‘Save democracy’: Gavin Newsom stumps for Biden in Bucks County amid panic over the president’s competency
California's governor framed the presidential race as a choice between “chaos and competence” and warned that Donald Trump would return the United States to “a pre-1960s world.”
California Gov. Gavin Newsom sought to motivate Bucks County Democrats on Saturday in a speech that lauded President Joe Biden’s achievements in his first term, but made little mention of growing concerns over the president’s age and competency following his disastrous performance against former President Donald Trump in the first presidential debate last month.
“We are going to save democracy and bring back Biden and Harris for four more years,” he proclaimed.
Newsom headlined a rally in Doylestown on Saturday morning, speaking alongside local elected officials to a crowd of Democrats who came out to support Biden in the middle of a heat wave on a holiday weekend in the swing county.
Each speaker focused on the danger that a second Trump presidency posed to the nation, from potential abuses of power to diminished rights for women and LGBTQ Americans.
“Donald Trump is not only the worst president in American history, he is a damaged human being,” said State Sen. Steve Santarsiero, who also is the Bucks County Democratic Party chair.
Newsom framed the race as a choice between “chaos and competence” and warned that Trump would return the United States to “a pre-1960s world.”
“You are the front lines of that opposition,” he said.
On the sidewalk outside the event, Trump supporters gathered with signs and flags deriding Biden and telling Newsom to go home.
The visit comes as Biden faces a rough patch in his campaign. Since the June 27 debate, the Biden campaign has been unable to tamp down panic among Democrats as many question whether the 81-year-old president can beat Trump — or is even capable of serving a second term in office, with some in the party calling for him to step aside.
Dana Rollins, a Langhorne resident who attended the rally, said he believed that Biden is the best person to take on Trump in “this moment in time.” The conversations about shifting candidates, he said, are a result of the party being a diverse group that holds a lot of voices.
“This is a process that we’re having to go through to try to put the strongest nominee forward and to be able to defeat Donald Trump,’ he said.
“I believe that this organization, the Democratic organization, will come to the right answer,” Rollins added.
The Newsom stop comes as Biden is in the midst of his own critical set of campaign events — a stop in Wisconsin on Friday, scheduled stops in Philadelphia and Harrisburg on Sunday, and an interview that aired Friday on ABC. During the interview Friday, Biden sought to project strength and vowed to stay in the race. Many Democrats, however, have continued to express concern.
According to the New York Times, Biden has acknowledged that these events would be critical to his ability to salvage his campaign. A poll from the Times showed that Biden had lost ground against Trump following the debate.
Newsom, the 56-year-old second-term governor, has fiercely defended Biden even as his own name has been floated as a possible replacement candidate.
When asked by a reporter after the rally whether he would run if the party nomination was open at the Democratic convention in August, Newsom said “no” and spoke highly of Biden’s continued candidacy.
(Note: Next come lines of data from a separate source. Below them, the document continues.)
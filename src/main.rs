mod actor_framework;
mod app_system;
mod clients;
mod domain;
mod frontends;
mod inventory_actor;

#[cfg(test)]
mod mock_framework;

use clap::Parser;
use tracing::{error, info};

use crate::app_system::{setup_tracing, AppConfig, FrontEnd, InventorySystem};
use crate::frontends::{run_form, run_menu, Terminal};

#[tokio::main]
async fn main() -> Result<(), String> {
    let config = AppConfig::parse();

    // Setup tracing once for the entire application
    setup_tracing(&config.log_filter);

    info!(mode = ?config.mode, "Starting inventory tracker");

    let system = InventorySystem::new(config.channel_capacity());

    let stdin = std::io::stdin();
    let stdout = std::io::stdout();
    let mut terminal = Terminal::new(stdin.lock(), stdout.lock());

    let session = match config.mode {
        FrontEnd::Menu => run_menu(&system.inventory_client, &mut terminal).await,
        FrontEnd::Form => run_form(&system.inventory_client, &mut terminal).await,
    };
    drop(terminal);

    if let Err(e) = &session {
        error!(error = %e, "Session ended with an error");
    }

    // The inventory lives only as long as the session
    system.shutdown().await?;

    info!("Inventory tracker exited");
    session.map_err(|e| e.to_string())
}
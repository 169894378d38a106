use std::collections::HashMap;

use crate::actor_framework::Entity;

/// Whether an add created a new record or merged into an existing one.
#[derive(Debug, Clone, Copy, PartialEq, Eq)]
pub enum AddOutcome {
    Inserted,
    Merged,
}

/// Keyed collection of records, listed in insertion order.
///
/// At most one record exists per key. Adding a record whose key is already
/// present merges it into the stored record via [`Entity::merge`]; records are
/// never removed.
#[derive(Debug, Clone)]
pub struct Inventory<T: Entity> {
    index: HashMap<T::Id, usize>,
    records: Vec<T>,
}

impl<T: Entity> Default for Inventory<T> {
    fn default() -> Self {
        Self::new()
    }
}

impl<T: Entity> Inventory<T> {
    pub fn new() -> Self {
        Self {
            index: HashMap::new(),
            records: Vec::new(),
        }
    }

    pub fn add(&mut self, item: T) -> AddOutcome {
        match self.index.get(item.id()) {
            Some(&slot) => {
                self.records[slot].merge(item);
                AddOutcome::Merged
            }
            None => {
                self.index.insert(item.id().clone(), self.records.len());
                self.records.push(item);
                AddOutcome::Inserted
            }
        }
    }

    pub fn list(&self) -> Vec<T> {
        self.records.clone()
    }

    pub fn total_value(&self) -> f64 {
        self.records.iter().fold(0.0, |acc, record| acc + record.value())
    }

    #[cfg(test)]
    pub fn get(&self, id: &T::Id) -> Option<&T> {
        self.index.get(id).map(|&slot| &self.records[slot])
    }

    pub fn len(&self) -> usize {
        self.records.len()
    }

    #[cfg(test)]
    pub fn is_empty(&self) -> bool {
        self.records.is_empty()
    }
}
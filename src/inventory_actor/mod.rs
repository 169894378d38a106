//! Inventory-specific domain logic: how products merge and the errors the
//! front ends surface.

pub mod entity;
pub mod error;

pub use error::*;
use crate::actor_framework::Entity;
use crate::domain::Product;

impl Entity for Product {
    type Id = String;

    fn id(&self) -> &String { &self.id }

    /// Accumulates the incoming quantity into this record.
    ///
    /// Name, price and kind of the stored record win; everything else the
    /// incoming record carries is discarded. Saturates at `u32::MAX`.
    fn merge(&mut self, incoming: Product) {
        self.quantity = self.quantity.saturating_add(incoming.quantity);
    }

    fn value(&self) -> f64 {
        Product::value(self)
    }
}

#[cfg(test)]
mod tests {
    use super::*;
    use crate::domain::ProductKind;

    #[test]
    fn test_merge_keeps_first_record_fields() {
        let mut stored = Product::electronics("E1", "Phone", 300.0, 1, 2, "Acme");
        stored.merge(Product::electronics("E1", "Tablet", 500.0, 4, 5, "Other"));

        assert_eq!(stored.quantity, 5);
        assert_eq!(stored.name, "Phone");
        assert_eq!(stored.price, 300.0);
        assert_eq!(
            stored.kind,
            ProductKind::Electronics { warranty_years: 2, brand: "Acme".to_string() }
        );
    }

    #[test]
    fn test_merge_saturates() {
        let mut stored = Product::new("A1", "Widget", 1.0, u32::MAX - 1);
        stored.merge(Product::new("A1", "Widget", 1.0, 10));
        assert_eq!(stored.quantity, u32::MAX);
    }
}
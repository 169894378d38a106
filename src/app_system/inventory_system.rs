use tracing::{error, info};

use crate::actor_framework::ResourceActor;
use crate::clients::InventoryClient;
use crate::domain::Product;

/// Owns the inventory service for one session.
///
/// Starts the actor, hands out its client, and waits for it on shutdown.
pub struct InventorySystem {
    pub inventory_client: InventoryClient,
    handle: tokio::task::JoinHandle<()>,
}

impl InventorySystem {
    pub fn new(buffer_size: usize) -> Self {
        info!(buffer_size, "Starting inventory system");
        let (actor, resource_client) = ResourceActor::<Product>::new(buffer_size);
        let inventory_client = InventoryClient::new(resource_client);
        let handle = tokio::spawn(actor.run());

        Self {
            inventory_client,
            handle,
        }
    }

    /// Drops the client, which closes the channel, and waits for the actor.
    ///
    /// Clones of the client handed out elsewhere must be dropped first.
    pub async fn shutdown(self) -> Result<(), String> {
        info!("Shutting down inventory system...");
        drop(self.inventory_client);

        if let Err(e) = self.handle.await {
            error!("Inventory actor failed: {:?}", e);
            return Err(format!("Inventory actor failed: {:?}", e));
        }

        info!("Inventory system shutdown complete.");
        Ok(())
    }
}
For any other candidate to be nominated, Biden would have to voluntarily step aside.
“To me, it’s the hypothetical that gets in the way of progress in terms of promoting this candidacy,” Newsom told reporters after the pro-Biden rally. “It’s exactly where the other party wants us to be, having this internal fight.”
Newsom has made numerous stops in swing states to show that support, including a stop in Michigan on Thursday and one in Pittsburgh on Friday. He was scheduled to visit another Philadelphia suburb, Chester County, Saturday evening.
The Philadelphia suburbs — and Bucks County, in particular — are critical to Democrats if they want to win Pennsylvania. Bucks County is the only county in the metro area represented by a Republican in Congress but its voters chose Biden over Trump in 2020.
In an interview, Bucks County Republican Committee Chairwoman Pat Poprick criticized the campaign’s choice to bring Newsom, the governor of one of America’s most liberal states, to a moderate county.
“We are not that liberal, we are not that far out,” Poprick said. “I think it’s very telling that they think that’s going to help them in Bucks County.”
Though national polling in the wake of the debate has shown problems for Biden, Newsom told reporters the battle will ultimately be fought in such places as Bucks County.
“Yesterday was a good day and we all want to see more of that,” Newsom said when asked whether Biden was doing enough to prove he was up for the job. “That’s what campaigns are about: Get the surrogates out there. Get the party faithful out there. It’s a bottom-up, not top-down campaign. It’s county by county at the end of the day.”